二人は夕焼けを眺めながらクロノス像を離れ、公園の出口に向かった。パリティ・シティと違って蒸し暑かった。

「はやとくん?」さやかが不意に口を開いた。

「さっき東屋でこっちに来れなかったっていう時どうしてたの?」

「どうしてたって見えない入り口を探って馬鹿みたいにうろうろしてたよ。本庄さんとかいう人はきみがどっかに詰まったんじゃないかって言うし気が気でなかった」

「そう?あの子は他になんか言った?」

「他に?ワームホールのエネルギーがなんとかとか言ってただけだよ。でもどうして?」

「別になんでもないわ。かわいいけどあんまり感じのいい子じゃなかったわね」

「きっと大金持ちのお嬢さんで気取ってるんだろう。でもとにかくこれからもトンネル使っていいって言うし今度ワームホールの作り方知りたいとかで最後にお茶に誘われたよ。こっちはワームホールなんて聞かれても困るだけだし適当に流しておいたけど」はやとは言った。

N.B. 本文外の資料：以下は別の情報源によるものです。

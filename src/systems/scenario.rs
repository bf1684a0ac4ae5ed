//! Scenario playback system.

use bevy_ecs::prelude::*;
use log::debug;

use crate::components::vehiclecontrols::VehicleControls;
use crate::resources::scenario::ScenarioPlayer;

/// Apply this frame's scenario action (if any) to every vehicle's controls.
///
/// Does nothing when no [`ScenarioPlayer`] resource is present.
pub fn scenario_system(
    player: Option<ResMut<ScenarioPlayer>>,
    mut controls: Query<&mut VehicleControls>,
) {
    let Some(mut player) = player else {
        return;
    };
    if let Some(action) = player.next_action() {
        debug!("scenario action {:?}", action);
        for mut c in controls.iter_mut() {
            action.apply(&mut c);
        }
    }
}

「私ならそんなこときっぱり断るわ」さやかが少しいらいらしたように言った。

「でもそれならトンネルも使わせないっていうかもね。分かった、さやかちゃん、あの子が同じ歳なのに量子論とかやってるから対抗心燃やしてるんだ」はやとはくすくす笑いながら言った。さやかは何とも言わず、ちょっと膨れて肩をすぼめた。

東町の入り口で二人は別れた。

「バゲットをおごってくれてありがとう」さやかが心のこもった声で言った。

「あ、別に。そんな昔のこと気にしなくていいよ。またパリティ・シティに探検に行こうよ」はやとが言うとさやかは微笑んでうなずいた。

夕焼けが少しずつ広がり、低空の雲を赤や紫に染めた。そういえばパリティ・シティは太陽がないんだから夕焼けも見られないんだろうな、とそんなことを思いながら家に向かって行った。